Liban : "Comment peut-on demander la solution de nos problèmes à ceux qui les ont justement causés ?"
Par Valérie CrovaLa visite d'Emmanuel Macron jeudi à Beyrouth a été plutôt bien accueillie par les Libanais, mais pas par tous. Il a notamment appelé les dirigeants à mettre en oeuvre de profonds changements. Les réponses de Pierre Issa, secrétaire général du Bloc National, un Parti social libéral, citoyen et non confessionnel.
FRANCE INTER : Comment analysez-vous la visite du Président Macron à Beyrouth qui a appelé à la refondation d’un ordre politique au Liban ?
PIERRE ISSA, secrétaire général du Bloc National : "À mon sens, pour nous, il y a eu à boire et à manger. La proposition du président Macron de créer un gouvernement d'union nationale est, si j'ose dire, une méconnaissance de la réalité de l'histoire récente du pays. Les successifs gouvernements d'union nationale, cette aberration qu'on appelle le gouvernement d'union nationale, nous ont menés entre autres à la situation catastrophique et dramatique où nous sommes. Nous aurions voulu l'organisation d'une rencontre avec les vrais groupes de l'opposition, à savoir les partis politiques indépendants, les groupes qui ont émergé avec la révolution et qui sont la réelle opposition. L'opposition actuelle n'est en aucun cas les quelques partis politiques qui ne sont pas dans l'actuel gouvernement. Je ne comprends pas comment on peut demander la solution à nos problèmes à ceux qui ont justement causé des problèmes."
Vous appelez de vos vœux un nouveau front de l’opposition, front qui passerait par une alliance de partis citoyens. C'est ce que réclament les Libanais depuis octobre dernier quand ils sont descendus dans la rue. Est-ce que le moment est venu aujourd'hui ?
"Nous y travaillons depuis quelques mois. Vous savez, l’une des richesses du Liban, c'est la diversité de son tissu socio-culturel. Cette différence est une grande richesse, mais c'est moins facile d'organiser un groupe d'opposition avec cette diversité que s’il y avait une homogénéité dans le tissu socio-culturel. Nous ne sommes pas un bloc monolithique. Nous collaborons avec un très grand éventail de partis : 'Citoyens et citoyennes dans un état', l’'Observatoire national contre la corruption', 'Beyrouth Madinati' et bien d'autres. L'alternative est en marche. Pour le moment, l'essentiel, c'est d'avoir une proposition politique, un nouveau modèle de gouvernance. Ce régime, basé sur un contrat social entre communautés confessionnelles est à bout de souffle. Il a abouti à une 'kleptocratie' qui nous a menés là où nous sommes. On doit absolument en sortir par un nouveau régime de gouvernance."

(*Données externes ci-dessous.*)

impl LegendLayout {
    fn new(chart: &LineChart, plot_height: u32) -> Option<Self> {
        if !chart.legend || chart.series.is_empty() {
            return None;
        }
        let rows = ((plot_height.saturating_sub(8)) / LEGEND_ROW).max(1) as usize;
        let widest = chart
            .series
            .iter()
            .map(|s| glyphs::text_width(&s.name))
            .max()
            .unwrap_or(0);
        Some(LegendLayout {
            rows,
            column_width: SWATCH + 6 + widest + 10,
            columns: chart.series.len().div_ceil(rows),
        })
    }

    fn width(&self) -> u32 {
        self.columns as u32 * self.column_width + 8
    }
}

fn draw_legend(img: &mut RgbImage, layout: &LegendLayout, left: i64, top: i64, chart: &LineChart) {
    let shown = chart.series.len().min(layout.rows) as i64;
    let (right, bottom) = (left + layout.width() as i64, top + shown * LEGEND_ROW as i64 + 8);
    for x in left..=right {
        put(img, x, top, AXIS);
        put(img, x, bottom, AXIS);
    }
    for y in top..=bottom {
        put(img, left, y, AXIS);
        put(img, right, y, AXIS);
    }
    for (i, s) in chart.series.iter().enumerate() {
        let x = left + 6 + (i / layout.rows) as i64 * layout.column_width as i64;
        let y = top + 6 + (i % layout.rows) as i64 * LEGEND_ROW as i64;
        let mid = y + (glyphs::HEIGHT / 2) as i64;
        for dx in 0..SWATCH as i64 {
            put(img, x + dx, mid - 1, s.color);
            put(img, x + dx, mid, s.color);
            put(img, x + dx, mid + 1, s.color);
        }
        glyphs::draw_text(img, x + SWATCH as i64 + 6, y, &s.name, AXIS);
    }
}

// ---------------------------------------------------------------------------
// Rasterisation
// ---------------------------------------------------------------------------

fn put(img: &mut RgbImage, x: i64, y: i64, color: Rgb<u8>) {
    if x >= 0 && y >= 0 && (x as u32) < img.width() && (y as u32) < img.height() {
        img.put_pixel(x as u32, y as u32, color);
    }
}

/// Bresenham with a 2px pen.
fn draw_line(img: &mut RgbImage, (x0, y0): (f64, f64), (x1, y1): (f64, f64), color: Rgb<u8>) {
    let (mut x, mut y) = (x0.round() as i64, y0.round() as i64);
    let (xe, ye) = (x1.round() as i64, y1.round() as i64);
    let dx = (xe - x).abs();
    let dy = -(ye - y).abs();
    let sx = if x < xe { 1 } else { -1 };
    let sy = if y < ye { 1 } else { -1 };
    let mut err = dx + dy;
    loop {
        put(img, x, y, color);
        put(img, x + 1, y, color);
        put(img, x, y + 1, color);
        if x == xe && y == ye {
            break;
        }
        let e2 = 2 * err;
        if e2 >= dy {
            err += dy;
            x += sx;
        }
        if e2 <= dx {
            err += dx;
            y += sy;
        }
    }
}

fn draw_dot(img: &mut RgbImage, (x, y): (f64, f64), color: Rgb<u8>) {
    let (cx, cy) = (x.round() as i64, y.round() as i64);
    for dx in -2..=2 {
        for dy in -2..=2 {
            put(img, cx + dx, cy + dy, color);
        }
    }
}

/// Render the chart and write it as PNG, replacing any existing file.
///
/// Consecutive present buckets are joined; an empty bucket breaks the line
/// and an isolated point is drawn as a dot.
pub fn render_line_chart(path: &Path, chart: &LineChart) -> Result<()> {
    let mut img = RgbImage::from_pixel(chart.width, chart.height, WHITE);

    let dates = chart
        .series
        .iter()
        .flat_map(|s| [s.series.first_date(), s.series.last_date()])
        .flatten();
    let (first, last) = dates.fold((None::<NaiveDate>, None::<NaiveDate>), |(lo, hi), d| {
        (Some(lo.map_or(d, |l| l.min(d))), Some(hi.map_or(d, |h| h.max(d))))
    });
    let values = chart
        .series
        .iter()
        .filter_map(|s| s.series.value_range())
        .reduce(|(a, b), (c, d)| (a.min(c), b.max(d)));

    let frame = match (first, last, values) {
        (Some(first), Some(last), Some((lo, hi))) => {
            let (mut x_min, mut x_max) = (day_number(first), day_number(last));
            if x_max - x_min < 1.0 {
                x_min -= 15.0;
                x_max += 15.0;
            }
            let pad = if hi > lo { (hi - lo) * 0.05 } else { (lo.abs() * 0.05).max(1.0) };
            Some(Frame {
                left: if chart.y_label.is_some() { 90.0 } else { 70.0 },
                right: chart.width as f64 - 20.0,
                top: if chart.title.is_some() { 44.0 } else { 20.0 },
                bottom: chart.height as f64 - if chart.x_label.is_some() { 56.0 } else { 40.0 },
                x_min,
                x_max,
                y_min: lo - pad,
                y_max: hi + pad,
            })
        }
        _ => None,
    };

    if let Some(title) = &chart.title {
        let w = glyphs::scaled_width(title, TITLE_SCALE) as i64;
        glyphs::draw_scaled(&mut img, (chart.width as i64 - w) / 2, 14, title, AXIS, TITLE_SCALE);
    }

    if let Some(mut frame) = frame {
        let legend = LegendLayout::new(chart, (frame.bottom - frame.top) as u32);
        if let Some(layout) = &legend {
            frame.right -= layout.width() as f64 + 12.0;
        }
        if frame.right - frame.left < 50.0 {
            log::warn!("Legend leaves no room to plot in {}", path.display());
        }
        draw_axes(&mut img, &frame, first, last);
        draw_axis_labels(&mut img, &frame, chart);
        for s in &chart.series {
            draw_series(&mut img, &frame, s);
        }
        if let Some(layout) = &legend {
            draw_legend(&mut img, layout, frame.right as i64 + 12, frame.top as i64, chart);
        }
    } else {
        log::warn!("Nothing to plot for {}; writing an empty chart", path.display());
    }

    img.save(path)
        .with_context(|| format!("writing chart {}", path.display()))?;
    log::info!("Saved chart to {}", path.display());
    Ok(())
}

fn draw_axes(img: &mut RgbImage, frame: &Frame, first: Option<NaiveDate>, last: Option<NaiveDate>) {
    let (left, right) = (frame.left as i64, frame.right as i64);
    let (top, bottom) = (frame.top as i64, frame.bottom as i64);

    let (ticks, decimals) = y_ticks(frame.y_min, frame.y_max);
    for v in ticks {
        let y = frame.py(v).round() as i64;
        for x in left..=right {
            put(img, x, y, GRID);
        }
        let label = format!("{v:.decimals$}");
        let w = glyphs::text_width(&label) as i64;
        glyphs::draw_text(img, left - 8 - w, y - (glyphs::HEIGHT / 2) as i64, &label, AXIS);
    }

    if let (Some(first), Some(last)) = (first, last) {
        for d in month_ticks(first, last, 8) {
            let x = frame.px(day_number(d)).round() as i64;
            for y in top..=bottom {
                put(img, x, y, GRID);
            }
            let label = format!("{:04}-{:02}", d.year(), d.month());
            let w = glyphs::text_width(&label) as i64;
            glyphs::draw_text(img, x - w / 2, bottom + 10, &label, AXIS);
        }
    }

    for x in left..=right {
        put(img, x, bottom, AXIS);
    }
    for y in top..=bottom {
        put(img, left, y, AXIS);
    }
}

fn draw_axis_labels(img: &mut RgbImage, frame: &Frame, chart: &LineChart) {
    if let Some(label) = &chart.x_label {
        let w = glyphs::text_width(label) as i64;
        let centre = ((frame.left + frame.right) / 2.0) as i64;
        glyphs::draw_text(img, centre - w / 2, frame.bottom as i64 + 32, label, AXIS);
    }
    if let Some(label) = &chart.y_label {
        let h = glyphs::text_width(label) as i64;
        let centre = ((frame.top + frame.bottom) / 2.0) as i64;
        glyphs::draw_vertical(img, 8, centre - h / 2, label, AXIS, WHITE);
    }
}

fn draw_series(img: &mut RgbImage, frame: &Frame, s: &ChartSeries) {
    let points: Vec<Option<(f64, f64)>> = s
        .series
        .points
        .iter()
        .map(|(d, v)| v.map(|v| (frame.px(day_number(*d)), frame.py(v))))
        .collect();

    for (i, p) in points.iter().enumerate() {
        let Some(p) = *p else { continue };
        let prev = i.checked_sub(1).and_then(|j| points[j]);
        let next = points.get(i + 1).copied().flatten();
        match next {
            Some(n) => draw_line(img, p, n, s.color),
            None if prev.is_none() => draw_dot(img, p, s.color),
            None => {}
        }
    }
    log::debug!("Plotted series '{}' ({} buckets)", s.name, s.series.len());
}

#[cfg(test)]
mod tests {
    use super::*;

    fn ymd(y: i32, m: u32, d: u32) -> NaiveDate {
        NaiveDate::from_ymd_opt(y, m, d).unwrap()
    }

    #[test]
    fn nice_steps() {
        assert_eq!(nice_step(0.37), 0.5);
        assert_eq!(nice_step(1.2), 2.0);
        assert_eq!(nice_step(40.0), 50.0);
        let (ticks, decimals) = y_ticks(0.0, 10.0);
        assert_eq!(ticks, vec![0.0, 2.0, 4.0, 6.0, 8.0, 10.0]);
        assert_eq!(decimals, 0);
    }

    #[test]
    fn month_ticks_are_thinned() {
        let ticks = month_ticks(ymd(2019, 1, 1), ymd(2020, 12, 1), 8);
        assert!(ticks.len() <= 8);
        assert_eq!(ticks[0], ymd(2019, 1, 1));
        assert_eq!(month_ticks(ymd(2020, 3, 1), ymd(2020, 3, 1), 8), vec![ymd(2020, 3, 1)]);
    }

    #[test]
    fn renders_png_with_series_pixels() {
        let dir = tempfile::tempdir().unwrap();
        let path = dir.path().join("chart.png");
        let series = TimeSeries {
            points: vec![
                (ymd(2020, 1, 1), Some(5.0)),
                (ymd(2020, 2, 1), Some(7.0)),
                (ymd(2020, 3, 1), None),
                (ymd(2020, 4, 1), Some(6.0)),
            ],
        };
        let red = Rgb([200, 0, 0]);
        render_line_chart(&path, &LineChart::new().with_series("rate", red, &series)).unwrap();

        let img = image::open(&path).unwrap().to_rgb8();
        assert_eq!((img.width(), img.height()), (1000, 400));
        assert!(img.pixels().any(|p| *p == red));
    }

    #[test]
    fn flat_span_gets_one_tick() {
        assert_eq!(y_ticks(1e20, 1e20), (vec![1e20], 0));
        let (_, decimals) = y_ticks(0.0, 1e-12);
        assert!(decimals <= MAX_DECIMALS);
    }

    #[test]
    fn huge_values_render() {
        let dir = tempfile::tempdir().unwrap();
        let path = dir.path().join("huge.png");
        let series = TimeSeries {
            points: vec![(ymd(2020, 1, 1), Some(1e20)), (ymd(2020, 2, 1), Some(1e20))],
        };
        let red = Rgb([200, 0, 0]);
        render_line_chart(&path, &LineChart::new().with_series("rate", red, &series)).unwrap();
        let img = image::open(&path).unwrap().to_rgb8();
        assert!(img.pixels().any(|p| *p == red));
    }

    #[test]
    fn title_labels_and_legend_are_drawn() {
        let dir = tempfile::tempdir().unwrap();
        let series = TimeSeries {
            points: vec![(ymd(2020, 1, 1), Some(5.0)), (ymd(2020, 2, 1), Some(7.0))],
        };
        let (red, blue) = (Rgb([200, 0, 0]), Rgb([0, 0, 200]));

        let bare = dir.path().join("bare.png");
        render_line_chart(&bare, &LineChart::new().with_series("Assam", red, &series)).unwrap();
        let labelled = dir.path().join("labelled.png");
        let chart = LineChart::new()
            .with_title("Monthly Unemployment Rate (aggregated)")
            .with_axis_labels("Date", "Unemployment rate")
            .with_legend()
            .with_series("Assam", red, &series)
            .with_series("Bihar", blue, &series);
        render_line_chart(&labelled, &chart).unwrap();

        let bare = image::open(&bare).unwrap().to_rgb8();
        let img = image::open(&labelled).unwrap().to_rgb8();
        let inked = |img: &RgbImage, xs: std::ops::Range<u32>, ys: std::ops::Range<u32>| {
            ys.flat_map(|y| xs.clone().map(move |x| (x, y)))
                .any(|(x, y)| *img.get_pixel(x, y) == AXIS)
        };
        // title band above the plot
        assert!(inked(&img, 0..1000, 10..32));
        assert!(!inked(&bare, 0..1000, 10..18));
        // x label under the month ticks, y label down the left edge
        assert!(inked(&img, 0..1000, 370..390));
        assert!(inked(&img, 0..20, 100..300));
        // legend swatches sit right of the plot
        let right_strip = |c: Rgb<u8>| (900..1000).any(|x| (44..120).any(|y| *img.get_pixel(x, y) == c));
        assert!(right_strip(red) && right_strip(blue));
    }

    #[test]
    fn empty_chart_still_written() {
        let dir = tempfile::tempdir().unwrap();
        let path = dir.path().join("empty.png");
        let series = TimeSeries::default();
        render_line_chart(&path, &LineChart::new().with_series("rate", WHITE, &series)).unwrap();
        assert!(path.exists());
    }
}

Et vous auriez souhaité que le président Macron rencontre certains responsables de ces partis ?
"Oui et de façon un peu plus évidente, pas dans la foulée d'une rencontre avec un groupe de la société civile. Je comprends que les officiels français veuillent et doivent rencontrer des officiels libanais. Mais il n’y a pas qu’eux…"
Pensez-vous qu’une alliance entre tous ces partis soit possible ?
"Probablement, et en tout cas, un front politique d'opposition qui porterait un projet. Pour le moment, nous sommes des voix qui crient dans le désert. La vie démocratique est complètement grippée au Liban. Ce pays, si vous prenez un peu d'altitude, c'est une oasis dans un grand désert. Mais c'est aussi une oasis de démocratie, de liberté d'expression, de droits de l'Homme. Et cette oasis est en train de se désertifier par le fait de ces partis communautaires au pouvoir, de ces seigneurs de la guerre qui sont en train de nous faire glisser vers un État policier."
La reconstruction d'un État libanais qui est aujourd'hui en totale déliquescence, cette reconstruction peut-elle se faire à court terme ?
"Elle est impérative et tout à fait possible. Nous n'avons pas d'alternative. Ce qu'il nous faut maintenant, c'est ramener la vie démocratique normale dans notre pays par un gouvernement de transition, un gouvernement indépendant de tous ces partis communautaires qui ait des pouvoirs élargis, qui s'occupe de gérer la crise sanitaire, sociale, économique. Deuxièmement, il faut organiser des élections libres avec surtout une limitation et une maîtrise des dépenses électorales. Les dépenses électorales sont à la base de toutes les autres corruptions qui ont fait la faillite du pays."